Furthermore, several of the chapters are too narrow in scope, particularly the one on the controversy between the late scholar Jacob Katz and Chava Weissler about the traditional exclusion of women in Jewish historiography (168-181); the one on legends and folklore, discussed above; and the one on the Jews’ relationship to Polish Gentile society. While interesting in their own right, these chapters read like independent monographs and break the cohesiveness of the book. The entire issue of gender and the impact of feminism on Jewish scholarship deserve much more attention, as it is perhaps the most significant change in the field.
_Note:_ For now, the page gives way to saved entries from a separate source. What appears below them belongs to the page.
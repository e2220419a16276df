use super::ConnectionKey;
use crate::error::Result;
use crate::stream::{Charset, Intake, StreamReader, StreamWriter};

use std::io;
use std::net::{TcpStream, ToSocketAddrs};
use std::sync::atomic::{AtomicBool, AtomicUsize, Ordering};
use std::sync::{Arc, Mutex, MutexGuard, PoisonError};
use std::time::Duration;

/// A TCP connection as seen by application code.
///
/// A `Connection` binds a [`ConnectionKey`] to one [`StreamReader`] and one
/// [`StreamWriter`]. It also carries the keep-alive policy and the two
/// dispatch guards backends use to keep at most one read task and at most
/// one write task in flight per connection.
///
/// The reader and writer sit behind independent locks, so a read task and
/// a write task for the same connection can run at the same time.
pub struct Connection {
    key: ConnectionKey,
    intake: Arc<Intake>,
    queued: Arc<AtomicUsize>,
    reader: Mutex<StreamReader>,
    writer: Mutex<StreamWriter>,
    keep_alive: AtomicBool,
    reading: AtomicBool,
    writing: AtomicBool,
    closed: AtomicBool,
}

impl Connection {
    /// Assembles a connection from an existing reader and writer.
    pub fn from_parts(key: ConnectionKey, reader: StreamReader, writer: StreamWriter) -> Self {
        Self {
            key,
            intake: reader.intake(),
            queued: writer.queued(),
            reader: Mutex::new(reader),
            writer: Mutex::new(writer),
            keep_alive: AtomicBool::new(true),
            reading: AtomicBool::new(false),
            writing: AtomicBool::new(false),
            closed: AtomicBool::new(false),
        }
    }

    /// A connection whose input is delivered by the reactor.
    pub(crate) fn fed(key: ConnectionKey, charset: Charset) -> Self {
        let intake = Arc::new(Intake::new());
        let reader = StreamReader::fed(intake, charset);
        let writer = StreamWriter::for_reactor(charset);

        Self::from_parts(key, reader, writer)
    }

    /// A connection reading and writing a blocking socket directly.
    pub(crate) fn over_socket(
        key: ConnectionKey,
        stream: TcpStream,
        charset: Charset,
    ) -> io::Result<Self> {
        let reader = StreamReader::from_source(stream.try_clone()?).with_charset(charset);
        let writer = StreamWriter::from_sink(stream).with_charset(charset);

        Ok(Self::from_parts(key, reader, writer))
    }

    /// Opens an outbound connection.
    ///
    /// Every address `address` resolves to is tried in turn, each bounded by
    /// `timeout` when given. The resulting
    /// connection's reader blocks on the socket when its buffer is empty and
    /// its writer sends on [`StreamWriter::flush`].
    pub fn connect<A>(address: A, timeout: Option<Duration>, charset: Charset) -> Result<Self>
    where
        A: ToSocketAddrs,
    {
        let mut last_error = None;

        for addr in address.to_socket_addrs()? {
            let attempt = match timeout {
                Some(timeout) => TcpStream::connect_timeout(&addr, timeout),
                None => TcpStream::connect(addr),
            };

            match attempt {
                Ok(stream) => {
                    stream.set_nodelay(true)?;
                    let key = ConnectionKey::new(stream.local_addr()?, stream.peer_addr()?);
                    return Ok(Self::over_socket(key, stream, charset)?);
                }
                Err(e) => last_error = Some(e),
            }
        }

        Err(last_error
            .unwrap_or_else(|| {
                io::Error::new(io::ErrorKind::InvalidInput, "address resolved to nothing")
            })
            .into())
    }

    pub fn key(&self) -> ConnectionKey {
        self.key
    }

    /// Locks and returns the reader.
    pub fn reader(&self) -> MutexGuard<'_, StreamReader> {
        self.reader.lock().unwrap_or_else(PoisonError::into_inner)
    }

    /// Locks and returns the writer.
    pub fn writer(&self) -> MutexGuard<'_, StreamWriter> {
        self.writer.lock().unwrap_or_else(PoisonError::into_inner)
    }

    pub fn keep_alive(&self) -> bool {
        self.keep_alive.load(Ordering::Acquire)
    }

    /// With keep-alive off, the backend closes the socket once the pending
    /// response has been sent.
    pub fn set_keep_alive(&self, keep_alive: bool) {
        self.keep_alive.store(keep_alive, Ordering::Release);
    }

    /// Whether output is waiting to be sent. Never blocks on the writer.
    pub fn has_sending_data(&self) -> bool {
        self.queued.load(Ordering::Acquire) > 0
    }

    pub fn is_reading(&self) -> bool {
        self.reading.load(Ordering::Acquire)
    }

    pub fn is_writing(&self) -> bool {
        self.writing.load(Ordering::Acquire)
    }

    /// Claims the right to run a read task.
    ///
    /// Returns `None` if a read task already holds the claim. The claim is
    /// released when the returned guard is dropped.
    pub fn try_claim_read(self: &Arc<Self>) -> Option<DispatchGuard> {
        DispatchGuard::claim(self, Dispatch::Read)
    }

    /// Claims the right to run a write task. See [`try_claim_read`](Self::try_claim_read).
    pub fn try_claim_write(self: &Arc<Self>) -> Option<DispatchGuard> {
        DispatchGuard::claim(self, Dispatch::Write)
    }

    pub fn is_closed(&self) -> bool {
        self.closed.load(Ordering::Acquire)
    }

    /// Whether the peer has finished sending.
    pub(crate) fn is_input_closed(&self) -> bool {
        self.intake.is_closed()
    }

    /// Appends inbound bytes to the input buffer. Backend use only.
    pub(crate) fn receive_data(&self, bytes: &[u8]) {
        self.intake.deliver(bytes);
    }

    /// Records that the peer stopped sending.
    pub(crate) fn close_input(&self) {
        self.intake.close();
    }

    /// Marks the connection closed and releases readers waiting on it.
    pub(crate) fn close(&self) {
        self.closed.store(true, Ordering::Release);
        self.intake.close();
    }

    fn flag(&self, dispatch: Dispatch) -> &AtomicBool {
        match dispatch {
            Dispatch::Read => &self.reading,
            Dispatch::Write => &self.writing,
        }
    }
}

#[derive(Clone, Copy, Debug, PartialEq, Eq)]
enum Dispatch {
    Read,
    Write,
}

/// Exclusive claim on a connection's read or write side.
///
/// Obtained from [`Connection::try_claim_read`] or
/// [`Connection::try_claim_write`]. Dropping the guard, whether the task
/// finished, panicked or was discarded by the pool, clears the claim.
pub struct DispatchGuard {
    connection: Arc<Connection>,
    dispatch: Dispatch,
}

impl DispatchGuard {
    fn claim(connection: &Arc<Connection>, dispatch: Dispatch) -> Option<Self> {
        connection
            .flag(dispatch)
            .compare_exchange(false, true, Ordering::AcqRel, Ordering::Acquire)
            .ok()
            .map(|_| Self {
                connection: connection.clone(),
                dispatch,
            })
    }

    pub fn connection(&self) -> &Arc<Connection> {
        &self.connection
    }
}

impl Drop for DispatchGuard {
    fn drop(&mut self) {
        self.connection
            .flag(self.dispatch)
            .store(false, Ordering::Release);
    }
}

#[cfg(test)]
mod tests {
    use super::*;

    fn connection() -> Arc<Connection> {
        let key = ConnectionKey::new(
            "127.0.0.1:40000".parse().unwrap(),
            "127.0.0.1:80".parse().unwrap(),
        );
        Arc::new(Connection::fed(key, Charset::Utf8))
    }

    #[test]
    fn claims_are_exclusive_per_side() {
        let connection = connection();

        let read = connection.try_claim_read().expect("first read claim");
        assert!(connection.try_claim_read().is_none());
        assert!(connection.is_reading());

        let write = connection.try_claim_write().expect("write is independent");
        assert!(connection.is_writing());

        drop(read);
        assert!(!connection.is_reading());
        assert!(connection.try_claim_read().is_some());

        drop(write);
        assert!(!connection.is_writing());
    }

    #[test]
    fn keep_alive_defaults_on() {
        let connection = connection();
        assert!(connection.keep_alive());

        connection.set_keep_alive(false);
        assert!(!connection.keep_alive());
    }

    #[test]
    fn received_data_reaches_reader() {
        let connection = connection();
        connection.receive_data(b"hi\r\n");

        let line = connection.reader().read_line(None).unwrap();
        assert_eq!(line.as_deref(), Some("hi"));
        assert!(!connection.has_sending_data());

        connection.writer().print("ok");
        assert!(connection.has_sending_data());
    }

    #[test]
    fn pending_output_visible_while_writer_is_held() {
        let connection = connection();

        let mut writer = connection.writer();
        writer.println("streaming");

        assert!(connection.has_sending_data());

        writer.retain(0);
        assert!(!connection.has_sending_data());
    }
}
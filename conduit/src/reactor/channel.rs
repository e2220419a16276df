use super::command::Notifier;
use super::poller::platform::sys_shutdown;
use crate::net::Connection;

use std::net::Shutdown;
use std::os::fd::{AsRawFd, OwnedFd, RawFd};
use std::sync::Arc;

/// A connection registered with the reactor.
///
/// Pool tasks hold a clone of the `Arc<Channel>` while they run, so the
/// socket stays open until both the reactor entry and every in-flight task
/// are gone.
pub(crate) struct Channel {
    id: u64,
    socket: OwnedFd,
    connection: Arc<Connection>,
    notifier: Notifier,
}

impl Channel {
    pub(crate) fn new(
        id: u64,
        socket: OwnedFd,
        connection: Arc<Connection>,
        notifier: Notifier,
    ) -> Self {
        Self {
            id,
            socket,
            connection,
            notifier,
        }
    }

    pub(crate) fn id(&self) -> u64 {
        self.id
    }

    pub(crate) fn fd(&self) -> RawFd {
        self.socket.as_raw_fd()
    }

    pub(crate) fn connection(&self) -> &Arc<Connection> {
        &self.connection
    }

    pub(crate) fn notifier(&self) -> &Notifier {
        &self.notifier
    }

    /// Shuts both directions down and marks the connection closed.
    ///
    /// The descriptor itself is released when the last reference drops.
    pub(crate) fn shutdown(&self) {
        let _ = sys_shutdown(self.fd(), Shutdown::Both);
        self.connection.close();
    }
}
Missing from Rosman’s bibliography is the incisive overview by Hillel Halkin, “Feminizing Jewish Studies.”[2] In addition, while Rosman’s field is modern Polish Jewry, he should have discussed postmodern dismissals of the Bible and other ancient literature as historical sources. The absence of a section devoted to the influences of postmodernism on the historiography of the biblical and Second Temple periods is a major blind spot in this study, as it is crucial to any work on the present state of Jewish historiography.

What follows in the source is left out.